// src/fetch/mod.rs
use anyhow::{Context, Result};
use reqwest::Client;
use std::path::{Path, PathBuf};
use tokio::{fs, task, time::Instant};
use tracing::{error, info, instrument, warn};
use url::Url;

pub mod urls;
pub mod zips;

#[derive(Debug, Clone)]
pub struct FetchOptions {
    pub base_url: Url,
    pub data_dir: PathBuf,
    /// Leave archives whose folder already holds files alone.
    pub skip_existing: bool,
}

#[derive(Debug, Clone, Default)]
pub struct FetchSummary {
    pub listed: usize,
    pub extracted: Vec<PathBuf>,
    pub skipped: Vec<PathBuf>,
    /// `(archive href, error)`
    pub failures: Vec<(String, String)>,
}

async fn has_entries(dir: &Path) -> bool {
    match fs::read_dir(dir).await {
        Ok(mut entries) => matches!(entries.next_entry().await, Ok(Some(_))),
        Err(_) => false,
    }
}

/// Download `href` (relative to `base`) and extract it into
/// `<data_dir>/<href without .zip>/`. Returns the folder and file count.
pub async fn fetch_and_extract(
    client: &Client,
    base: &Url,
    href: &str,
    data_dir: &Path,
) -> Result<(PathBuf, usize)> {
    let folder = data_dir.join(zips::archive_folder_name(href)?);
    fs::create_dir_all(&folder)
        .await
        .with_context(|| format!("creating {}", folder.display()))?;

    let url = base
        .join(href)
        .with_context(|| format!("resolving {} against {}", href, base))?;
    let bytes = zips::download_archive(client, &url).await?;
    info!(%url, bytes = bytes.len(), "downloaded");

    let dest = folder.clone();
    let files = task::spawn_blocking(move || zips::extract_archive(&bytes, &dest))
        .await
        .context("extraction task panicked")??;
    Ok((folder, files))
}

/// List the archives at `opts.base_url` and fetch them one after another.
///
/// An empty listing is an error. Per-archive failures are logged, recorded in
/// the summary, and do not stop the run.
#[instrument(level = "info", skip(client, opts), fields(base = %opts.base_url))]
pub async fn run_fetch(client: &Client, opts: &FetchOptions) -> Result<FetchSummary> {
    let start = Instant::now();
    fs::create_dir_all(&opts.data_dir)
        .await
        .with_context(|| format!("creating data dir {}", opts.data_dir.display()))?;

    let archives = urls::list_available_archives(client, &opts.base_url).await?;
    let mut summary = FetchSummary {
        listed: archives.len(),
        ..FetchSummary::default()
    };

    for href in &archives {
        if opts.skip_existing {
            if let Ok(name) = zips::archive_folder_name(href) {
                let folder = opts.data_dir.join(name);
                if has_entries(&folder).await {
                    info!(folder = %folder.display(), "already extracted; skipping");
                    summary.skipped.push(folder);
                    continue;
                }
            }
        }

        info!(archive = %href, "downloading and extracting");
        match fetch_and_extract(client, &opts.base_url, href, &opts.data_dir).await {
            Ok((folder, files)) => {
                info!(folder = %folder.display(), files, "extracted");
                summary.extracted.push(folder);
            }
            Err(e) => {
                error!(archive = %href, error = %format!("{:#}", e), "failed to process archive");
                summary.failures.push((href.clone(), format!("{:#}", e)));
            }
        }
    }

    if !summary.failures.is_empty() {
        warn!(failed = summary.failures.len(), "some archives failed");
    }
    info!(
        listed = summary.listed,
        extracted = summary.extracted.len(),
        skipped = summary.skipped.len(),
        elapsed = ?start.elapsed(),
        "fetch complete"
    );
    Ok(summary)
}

##########

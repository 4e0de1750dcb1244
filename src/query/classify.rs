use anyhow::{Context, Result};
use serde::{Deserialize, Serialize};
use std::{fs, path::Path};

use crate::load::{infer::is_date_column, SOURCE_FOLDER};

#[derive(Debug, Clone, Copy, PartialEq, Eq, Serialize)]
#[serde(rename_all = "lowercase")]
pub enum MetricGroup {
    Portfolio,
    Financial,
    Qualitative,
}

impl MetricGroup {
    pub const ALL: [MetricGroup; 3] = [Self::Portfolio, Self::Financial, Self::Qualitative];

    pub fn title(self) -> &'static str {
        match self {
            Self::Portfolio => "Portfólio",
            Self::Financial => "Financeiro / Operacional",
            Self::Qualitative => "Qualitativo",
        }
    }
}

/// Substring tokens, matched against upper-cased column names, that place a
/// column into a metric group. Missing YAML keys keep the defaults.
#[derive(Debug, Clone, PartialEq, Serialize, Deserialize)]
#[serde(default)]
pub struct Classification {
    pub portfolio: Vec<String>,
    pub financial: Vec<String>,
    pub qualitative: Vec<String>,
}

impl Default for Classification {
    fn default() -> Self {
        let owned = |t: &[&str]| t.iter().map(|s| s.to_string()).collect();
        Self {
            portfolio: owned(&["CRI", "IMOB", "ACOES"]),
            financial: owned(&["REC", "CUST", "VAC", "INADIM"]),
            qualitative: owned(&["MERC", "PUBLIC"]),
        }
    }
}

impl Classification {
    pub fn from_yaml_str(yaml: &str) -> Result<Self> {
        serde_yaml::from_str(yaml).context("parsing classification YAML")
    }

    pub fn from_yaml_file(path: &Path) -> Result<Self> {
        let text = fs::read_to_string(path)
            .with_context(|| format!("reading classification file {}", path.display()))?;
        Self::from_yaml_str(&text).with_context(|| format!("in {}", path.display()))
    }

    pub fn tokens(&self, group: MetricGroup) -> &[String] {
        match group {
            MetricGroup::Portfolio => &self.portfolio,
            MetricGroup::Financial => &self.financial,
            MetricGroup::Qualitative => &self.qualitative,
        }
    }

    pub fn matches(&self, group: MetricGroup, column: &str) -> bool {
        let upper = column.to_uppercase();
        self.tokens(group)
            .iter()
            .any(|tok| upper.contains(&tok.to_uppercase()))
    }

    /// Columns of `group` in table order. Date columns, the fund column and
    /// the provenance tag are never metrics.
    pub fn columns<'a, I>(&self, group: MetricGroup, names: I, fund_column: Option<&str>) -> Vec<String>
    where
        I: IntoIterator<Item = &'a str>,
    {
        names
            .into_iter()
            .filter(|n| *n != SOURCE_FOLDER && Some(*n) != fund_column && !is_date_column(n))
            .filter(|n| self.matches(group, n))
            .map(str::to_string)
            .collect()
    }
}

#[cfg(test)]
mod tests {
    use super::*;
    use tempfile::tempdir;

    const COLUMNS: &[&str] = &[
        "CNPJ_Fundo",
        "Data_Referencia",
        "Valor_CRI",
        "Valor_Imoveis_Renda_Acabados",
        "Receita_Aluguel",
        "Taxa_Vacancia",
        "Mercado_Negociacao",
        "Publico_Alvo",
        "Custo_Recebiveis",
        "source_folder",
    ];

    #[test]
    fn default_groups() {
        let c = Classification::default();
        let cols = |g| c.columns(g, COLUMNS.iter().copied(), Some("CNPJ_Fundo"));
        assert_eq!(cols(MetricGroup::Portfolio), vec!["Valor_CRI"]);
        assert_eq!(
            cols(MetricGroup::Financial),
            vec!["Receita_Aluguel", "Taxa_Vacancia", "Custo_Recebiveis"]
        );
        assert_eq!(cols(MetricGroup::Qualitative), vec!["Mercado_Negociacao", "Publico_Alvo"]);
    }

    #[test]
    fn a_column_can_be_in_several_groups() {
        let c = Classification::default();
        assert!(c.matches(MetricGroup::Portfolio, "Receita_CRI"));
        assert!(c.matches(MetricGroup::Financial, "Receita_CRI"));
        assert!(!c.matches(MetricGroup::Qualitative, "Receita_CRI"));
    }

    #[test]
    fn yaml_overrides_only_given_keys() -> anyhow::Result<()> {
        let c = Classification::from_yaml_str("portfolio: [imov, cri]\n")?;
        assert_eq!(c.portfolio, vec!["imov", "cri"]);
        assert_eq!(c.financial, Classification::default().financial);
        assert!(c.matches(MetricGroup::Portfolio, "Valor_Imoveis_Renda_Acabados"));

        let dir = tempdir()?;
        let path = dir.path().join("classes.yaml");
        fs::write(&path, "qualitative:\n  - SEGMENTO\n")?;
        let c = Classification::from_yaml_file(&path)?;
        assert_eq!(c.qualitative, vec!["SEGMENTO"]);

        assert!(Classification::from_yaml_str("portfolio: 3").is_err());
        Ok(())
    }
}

##########

* [PROBLEM DESCRIPTION] From the listing above, return every line that carries the string "extracted".

* [EXERCISE RESULT]
    pub extracted: Vec<PathBuf>,
                    info!(folder = %folder.display(), "already extracted; skipping");
                info!(folder = %folder.display(), files, "extracted");
                summary.extracted.push(folder);
        extracted = summary.extracted.len(),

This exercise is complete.